*** Begin section ***
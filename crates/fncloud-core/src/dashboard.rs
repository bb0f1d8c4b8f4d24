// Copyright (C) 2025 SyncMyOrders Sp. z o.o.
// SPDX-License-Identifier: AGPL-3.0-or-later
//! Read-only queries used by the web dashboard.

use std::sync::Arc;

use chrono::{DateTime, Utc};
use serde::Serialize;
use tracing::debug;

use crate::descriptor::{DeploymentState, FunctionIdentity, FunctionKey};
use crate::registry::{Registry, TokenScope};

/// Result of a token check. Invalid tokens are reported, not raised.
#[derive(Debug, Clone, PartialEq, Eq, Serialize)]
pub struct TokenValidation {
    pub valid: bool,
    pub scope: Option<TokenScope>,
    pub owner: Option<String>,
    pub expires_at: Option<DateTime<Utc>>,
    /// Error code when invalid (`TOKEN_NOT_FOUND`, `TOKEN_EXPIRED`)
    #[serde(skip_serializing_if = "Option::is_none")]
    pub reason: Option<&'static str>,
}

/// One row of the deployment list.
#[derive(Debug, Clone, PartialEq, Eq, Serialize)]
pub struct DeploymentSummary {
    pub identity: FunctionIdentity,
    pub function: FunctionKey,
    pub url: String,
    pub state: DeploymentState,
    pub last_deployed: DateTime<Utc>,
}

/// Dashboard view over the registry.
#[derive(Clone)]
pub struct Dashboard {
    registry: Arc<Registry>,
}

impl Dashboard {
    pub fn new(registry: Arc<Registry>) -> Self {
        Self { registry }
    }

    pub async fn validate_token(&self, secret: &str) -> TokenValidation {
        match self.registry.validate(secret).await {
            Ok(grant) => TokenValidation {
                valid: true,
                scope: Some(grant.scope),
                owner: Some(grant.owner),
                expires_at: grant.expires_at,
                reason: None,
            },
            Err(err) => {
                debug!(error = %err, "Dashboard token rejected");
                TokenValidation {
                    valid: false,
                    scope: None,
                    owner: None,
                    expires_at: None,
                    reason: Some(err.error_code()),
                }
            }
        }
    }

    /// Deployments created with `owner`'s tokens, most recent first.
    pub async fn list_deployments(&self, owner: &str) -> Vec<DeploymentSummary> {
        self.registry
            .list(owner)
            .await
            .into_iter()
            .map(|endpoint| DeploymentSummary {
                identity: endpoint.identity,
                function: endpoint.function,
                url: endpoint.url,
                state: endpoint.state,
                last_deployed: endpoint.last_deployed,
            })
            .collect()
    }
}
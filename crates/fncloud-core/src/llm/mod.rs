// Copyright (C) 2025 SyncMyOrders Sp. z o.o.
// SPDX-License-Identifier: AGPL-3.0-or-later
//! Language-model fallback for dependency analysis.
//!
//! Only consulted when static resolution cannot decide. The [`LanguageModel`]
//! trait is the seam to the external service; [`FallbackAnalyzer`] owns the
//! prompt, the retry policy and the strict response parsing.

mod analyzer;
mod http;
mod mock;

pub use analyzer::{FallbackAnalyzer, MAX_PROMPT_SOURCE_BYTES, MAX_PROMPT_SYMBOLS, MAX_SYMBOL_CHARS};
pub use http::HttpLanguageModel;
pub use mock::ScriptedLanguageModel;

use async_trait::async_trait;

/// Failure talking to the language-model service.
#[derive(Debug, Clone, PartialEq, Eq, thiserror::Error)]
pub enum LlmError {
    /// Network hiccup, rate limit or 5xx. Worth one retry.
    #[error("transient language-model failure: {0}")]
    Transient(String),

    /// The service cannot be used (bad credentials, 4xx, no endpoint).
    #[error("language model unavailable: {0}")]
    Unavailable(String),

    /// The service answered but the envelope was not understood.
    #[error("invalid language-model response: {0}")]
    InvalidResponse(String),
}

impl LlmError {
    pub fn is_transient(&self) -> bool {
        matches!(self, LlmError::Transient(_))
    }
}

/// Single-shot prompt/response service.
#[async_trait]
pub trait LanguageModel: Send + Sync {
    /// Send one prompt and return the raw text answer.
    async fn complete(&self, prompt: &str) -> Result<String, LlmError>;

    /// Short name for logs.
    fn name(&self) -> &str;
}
*** End section ***
Each line holding the word "LlmError" must be pulled from the records.

ANSWER BOX -
pub enum LlmError {
impl LlmError {
        matches!(self, LlmError::Transient(_))
    async fn complete(&self, prompt: &str) -> Result<String, LlmError>;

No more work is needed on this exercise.